**What is needed**
Give back exactly the lines of the material below, starting with the line with "filename crates/dedupe-core/src/normalize.rs" and going on through the line with "pub type Normalizer = fn(&str) -> String;".
[Start of section]
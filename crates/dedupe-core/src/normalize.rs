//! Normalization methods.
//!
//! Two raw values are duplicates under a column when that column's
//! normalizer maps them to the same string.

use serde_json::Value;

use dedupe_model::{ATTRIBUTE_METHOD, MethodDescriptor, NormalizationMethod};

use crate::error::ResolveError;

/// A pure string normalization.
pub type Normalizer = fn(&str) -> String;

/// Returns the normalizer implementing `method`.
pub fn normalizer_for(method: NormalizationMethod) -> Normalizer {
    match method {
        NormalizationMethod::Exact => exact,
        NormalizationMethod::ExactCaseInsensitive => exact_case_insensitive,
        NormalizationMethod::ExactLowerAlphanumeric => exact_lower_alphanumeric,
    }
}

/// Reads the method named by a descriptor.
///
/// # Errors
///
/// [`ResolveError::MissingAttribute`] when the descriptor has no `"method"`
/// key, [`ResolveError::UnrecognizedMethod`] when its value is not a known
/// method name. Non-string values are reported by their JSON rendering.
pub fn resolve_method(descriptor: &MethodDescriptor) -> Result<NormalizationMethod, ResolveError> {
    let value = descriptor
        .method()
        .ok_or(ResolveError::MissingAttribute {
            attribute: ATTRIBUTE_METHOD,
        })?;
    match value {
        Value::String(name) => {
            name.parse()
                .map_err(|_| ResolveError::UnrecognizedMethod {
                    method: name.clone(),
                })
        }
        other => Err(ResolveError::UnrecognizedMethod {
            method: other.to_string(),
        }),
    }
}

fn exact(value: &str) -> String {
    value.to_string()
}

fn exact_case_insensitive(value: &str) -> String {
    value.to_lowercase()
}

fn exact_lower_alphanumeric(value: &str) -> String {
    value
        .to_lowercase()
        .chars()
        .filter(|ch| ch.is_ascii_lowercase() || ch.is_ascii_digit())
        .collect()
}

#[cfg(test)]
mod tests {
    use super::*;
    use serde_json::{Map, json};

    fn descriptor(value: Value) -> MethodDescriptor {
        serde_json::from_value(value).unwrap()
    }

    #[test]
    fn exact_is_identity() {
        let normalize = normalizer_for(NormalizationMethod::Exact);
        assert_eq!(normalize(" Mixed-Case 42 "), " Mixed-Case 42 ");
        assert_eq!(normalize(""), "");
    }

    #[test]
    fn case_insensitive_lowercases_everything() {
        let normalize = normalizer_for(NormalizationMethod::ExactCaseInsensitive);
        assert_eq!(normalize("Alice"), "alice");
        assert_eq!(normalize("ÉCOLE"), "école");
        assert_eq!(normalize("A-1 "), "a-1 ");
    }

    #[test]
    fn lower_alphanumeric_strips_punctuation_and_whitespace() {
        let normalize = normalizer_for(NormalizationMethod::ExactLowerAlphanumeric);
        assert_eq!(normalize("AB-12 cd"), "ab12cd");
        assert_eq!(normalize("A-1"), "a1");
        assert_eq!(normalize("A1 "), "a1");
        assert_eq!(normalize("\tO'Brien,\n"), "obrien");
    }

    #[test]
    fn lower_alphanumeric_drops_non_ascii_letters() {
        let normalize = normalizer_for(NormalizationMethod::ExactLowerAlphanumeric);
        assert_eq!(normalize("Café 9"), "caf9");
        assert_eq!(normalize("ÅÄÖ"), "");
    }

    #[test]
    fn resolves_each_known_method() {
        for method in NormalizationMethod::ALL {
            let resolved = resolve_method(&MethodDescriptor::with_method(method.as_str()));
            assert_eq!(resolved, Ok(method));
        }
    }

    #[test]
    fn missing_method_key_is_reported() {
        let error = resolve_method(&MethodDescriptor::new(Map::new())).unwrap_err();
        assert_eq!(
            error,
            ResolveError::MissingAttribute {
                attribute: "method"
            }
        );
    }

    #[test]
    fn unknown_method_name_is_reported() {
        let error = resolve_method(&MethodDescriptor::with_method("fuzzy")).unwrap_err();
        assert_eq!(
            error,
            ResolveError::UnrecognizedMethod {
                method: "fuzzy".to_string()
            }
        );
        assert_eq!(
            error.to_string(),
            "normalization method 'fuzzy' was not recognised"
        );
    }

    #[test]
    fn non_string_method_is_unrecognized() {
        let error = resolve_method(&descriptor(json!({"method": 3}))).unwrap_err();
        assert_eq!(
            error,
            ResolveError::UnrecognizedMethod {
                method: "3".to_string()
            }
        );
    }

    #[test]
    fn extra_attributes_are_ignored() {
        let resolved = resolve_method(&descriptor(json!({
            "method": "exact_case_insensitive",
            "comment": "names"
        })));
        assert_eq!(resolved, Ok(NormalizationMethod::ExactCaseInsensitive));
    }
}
[End of section]
[Start of section]
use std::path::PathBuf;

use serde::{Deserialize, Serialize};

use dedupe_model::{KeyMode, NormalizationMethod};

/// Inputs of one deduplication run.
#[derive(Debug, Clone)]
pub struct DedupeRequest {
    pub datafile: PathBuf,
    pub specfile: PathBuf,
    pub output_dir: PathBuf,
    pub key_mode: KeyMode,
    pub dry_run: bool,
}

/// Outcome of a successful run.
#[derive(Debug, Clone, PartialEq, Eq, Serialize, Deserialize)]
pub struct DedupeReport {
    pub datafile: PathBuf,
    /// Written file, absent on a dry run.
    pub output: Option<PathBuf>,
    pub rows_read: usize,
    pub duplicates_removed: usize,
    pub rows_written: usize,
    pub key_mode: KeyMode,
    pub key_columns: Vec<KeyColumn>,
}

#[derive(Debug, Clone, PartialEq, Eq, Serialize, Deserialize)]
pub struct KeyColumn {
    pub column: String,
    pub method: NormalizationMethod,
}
[End of section]
**Exercise solution**
filename crates/dedupe-core/src/normalize.rs
//! Normalization methods.
//!
//! Two raw values are duplicates under a column when that column's
//! normalizer maps them to the same string.

use serde_json::Value;

use dedupe_model::{ATTRIBUTE_METHOD, MethodDescriptor, NormalizationMethod};

use crate::error::ResolveError;

/// A pure string normalization.
pub type Normalizer = fn(&str) -> String;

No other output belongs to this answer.